- **Brief**:
Look through the entries below and return all lines including the word "OutputFormat".

- **Records provided**:
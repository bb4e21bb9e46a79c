//! Table command - best gear trains for every pitch in the lathe profile.

use clap::Args;

use crate::cli::report::{print_matches, MatchRow};
use crate::cli::{OutputFormat, Setup, TuningArgs};
use crate::core::types::ThreadSystem;
use crate::matching::engine::RatioMatcher;

/// Arguments for the table command
#[derive(Args)]
pub struct TableArgs {
    #[command(flatten)]
    pub tuning: TuningArgs,

    /// Only list metric pitches
    #[arg(long, conflicts_with = "imperial_only")]
    pub metric_only: bool,

    /// Only list imperial pitches
    #[arg(long)]
    pub imperial_only: bool,
}

impl TableArgs {
    fn includes(&self, system: ThreadSystem) -> bool {
        match system {
            ThreadSystem::Metric => !self.imperial_only,
            ThreadSystem::Imperial => !self.metric_only,
        }
    }
}

/// Execute the table command
///
/// # Errors
///
/// Returns an error if the profile is invalid or no gear trains can be built.
#[allow(clippy::needless_pass_by_value)]
pub fn run(args: TableArgs, format: OutputFormat, verbose: bool) -> anyhow::Result<()> {
    let setup = Setup::from_args(&args.tuning, verbose)?;
    let matcher = RatioMatcher::with_config(&setup.collection, setup.config.clone());

    let rows = setup
        .profile
        .targets()
        .into_iter()
        .filter(|target| args.includes(target.pitch.system()))
        .map(|target| {
            Ok(MatchRow {
                target: Some(target),
                best: matcher.best_match(&target.ratio)?,
            })
        })
        .collect::<anyhow::Result<Vec<_>>>()?;

    if rows.is_empty() {
        eprintln!(
            "Profile '{}' lists no pitches to solve for",
            setup.profile.name
        );
        return Ok(());
    }

    if verbose {
        let outside = rows.iter().filter(|r| !r.best.within_tolerance).count();
        eprintln!(
            "Solved {} pitches, {} outside tolerance",
            rows.len(),
            outside
        );
    }

    print_matches(
        &rows,
        &setup.profile.leadscrew,
        format,
        args.tuning.trains_shown(format),
    )
}
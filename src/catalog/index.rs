use num_traits::{CheckedAdd, CheckedMul, CheckedSub, One, Zero};

use crate::core::train::GearTrain;
use crate::core::types::Ratio;
use crate::utils::validation::{widen, WideRatio};

use super::store::GearTrainCollection;

/// Binary-search lookups over a collection sorted by ratio
pub struct RatioFinder<'a> {
    collection: &'a GearTrainCollection,
}

impl<'a> RatioFinder<'a> {
    pub fn new(collection: &'a GearTrainCollection) -> Self {
        Self { collection }
    }

    /// Index of the first train whose ratio is not below `ratio`
    fn lower_bound(&self, ratio: &WideRatio) -> usize {
        self.collection
            .trains()
            .partition_point(|t| widen(t.ratio()) < *ratio)
    }

    /// Index one past the last train whose ratio does not exceed `ratio`
    fn upper_bound(&self, ratio: &WideRatio) -> usize {
        self.collection
            .trains()
            .partition_point(|t| widen(t.ratio()) <= *ratio)
    }

    fn find_in_wide_range(&self, low: &WideRatio, high: &WideRatio) -> &'a [GearTrain] {
        if low > high {
            return &[];
        }
        let start = self.lower_bound(low);
        let end = self.upper_bound(high);
        &self.collection.trains()[start..end.max(start)]
    }

    /// Trains whose ratio lies in `[low, high]`
    pub fn find_in_range(&self, low: &Ratio, high: &Ratio) -> &'a [GearTrain] {
        self.find_in_wide_range(&widen(low), &widen(high))
    }

    /// Trains whose ratio equals `ratio` exactly
    pub fn find_exact(&self, ratio: &Ratio) -> &'a [GearTrain] {
        self.find_in_range(ratio, ratio)
    }

    /// Trains within a relative `tolerance` of `target`:
    /// `[target * (1 - tolerance), target * (1 + tolerance)]`.
    ///
    /// The bounds are computed exactly with 128-bit terms. Returns `None`
    /// when a bound does not fit even then.
    pub fn find_within_band(&self, target: &Ratio, tolerance: &Ratio) -> Option<&'a [GearTrain]> {
        let (target, tolerance) = (widen(target), widen(tolerance));
        let one = WideRatio::one();
        let high = target.checked_mul(&one.checked_add(&tolerance)?)?;
        let low = match one.checked_sub(&tolerance) {
            Some(below) if !below.is_zero() => target.checked_mul(&below)?,
            _ => WideRatio::zero(),
        };
        Some(self.find_in_wide_range(&low, &high))
    }

    /// Trains whose ratio is closest to `target`.
    ///
    /// Every train sharing the closest ratio is returned. When the nearest
    /// ratios below and above are equally far, both groups are returned.
    pub fn find_nearest(&self, target: &Ratio) -> &'a [GearTrain] {
        let trains = self.collection.trains();
        if trains.is_empty() {
            return &[];
        }

        let split = self.lower_bound(&widen(target));
        let above = trains.get(split).map(|t| *t.ratio());
        let below = split.checked_sub(1).map(|i| *trains[i].ratio());

        match (below, above) {
            (None, Some(a)) => self.find_exact(&a),
            (Some(b), None) => self.find_exact(&b),
            (Some(b), Some(a)) => {
                // Differences of two u64 ratios always fit in 128-bit terms
                let target = widen(target);
                let below_distance = target - widen(&b);
                let above_distance = widen(&a) - target;
                if below_distance < above_distance {
                    self.find_exact(&b)
                } else if above_distance < below_distance {
                    self.find_exact(&a)
                } else {
                    self.find_in_range(&b, &a)
                }
            }
            (None, None) => &[],
        }
    }
}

- **Completed exercise**:
use crate::cli::{OutputFormat, Setup, TuningArgs};
pub fn run(args: TableArgs, format: OutputFormat, verbose: bool) -> anyhow::Result<()> {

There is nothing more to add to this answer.